Ah ! Je ne fuirais pas, quel que fût mon effroi,
Si mon cœur aujourd’hui ne tremblait que pour moi.
Theſſandre, il faut ſauver mon père & la princeſſe ;
Ce n’eſt plus que pour eux que mon cœur s’intéreſſe.
Cherche Théodamie, & ne la quitte pas ;
Moi, je cours retrouver Thyeſte de ce pas.
Eh ! Que prétendez-vous, ſeigneur, lorſque ſon frère
Semble de ſa préſence accabler votre père ?

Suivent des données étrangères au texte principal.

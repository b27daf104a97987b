//! Configuration file lookup

pub mod resolver;

pub use resolver::{resolve, variant_path, FileKind, ResolvedFile};
//! Environment variable lookup port

use std::collections::{BTreeMap, HashMap};

/// Lookup of environment variables by name.
///
/// The process environment is one implementation; maps are another, used to
/// bind configuration deterministically without touching global state.
pub trait EnvSource: Send + Sync {
    /// Value of `key`, or `None` when unset.
    fn var(&self, key: &str) -> Option<String>;
}

impl EnvSource for HashMap<String, String> {
    fn var(&self, key: &str) -> Option<String> {
        self.get(key).cloned()
    }
}

impl EnvSource for BTreeMap<String, String> {
    fn var(&self, key: &str) -> Option<String> {
        self.get(key).cloned()
    }
}

impl<T: EnvSource + ?Sized> EnvSource for &T {
    fn var(&self, key: &str) -> Option<String> {
        (**self).var(key)
    }
}

impl<T: EnvSource + ?Sized> EnvSource for Box<T> {
    fn var(&self, key: &str) -> Option<String> {
        (**self).var(key)
    }
}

Il ne le quitte point ; ſes longs embraſſements
Sont toujours reſſerrés par de nouveaux ſerments.
Un ſuperbe feſtin par ſon ordre s’apprête ;
Il appelle les dieux à cette auguſte fête.
Mon cœur, à cet aſpect qui s’eſt laiſſé charmer,
Ne voit rien dont le vôtre ait lieu de s’alarmer.
Et moi, je ne vois rien dont le mien ne frémiſſe.
De quelque crime affreux cette fête eſt complice ;
C’eſt aſſez qu’un tyran la conſacre en ces lieux ;
Et nous ſommes perdus s’il invoque les dieux.
Va, cours avec ma sœur nous attendre au rivage ;
Moi, je vais à Thyeſte ouvrir un sûr paſſage.
Dieux puiſſants, ſecondez un ſi juſte deſſein ;
Et dérobez mon père aux coups d’un inhumain.